=== WORKING DATA ===

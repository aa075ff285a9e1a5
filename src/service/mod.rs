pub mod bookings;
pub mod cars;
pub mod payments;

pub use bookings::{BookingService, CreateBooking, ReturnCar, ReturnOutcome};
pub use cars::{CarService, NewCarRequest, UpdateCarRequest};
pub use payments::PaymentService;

===

WORK INSTRUCTION >> Retype each entry exactly, leaving none of them out.

FINISHED EXERCISE >>
repository aa075ff285a9e1a5
filename src/service/mod.rs
pub mod bookings;
pub mod cars;
pub mod payments;

pub use bookings::{BookingService, CreateBooking, ReturnCar, ReturnOutcome};
pub use cars::{CarService, NewCarRequest, UpdateCarRequest};
pub use payments::PaymentService;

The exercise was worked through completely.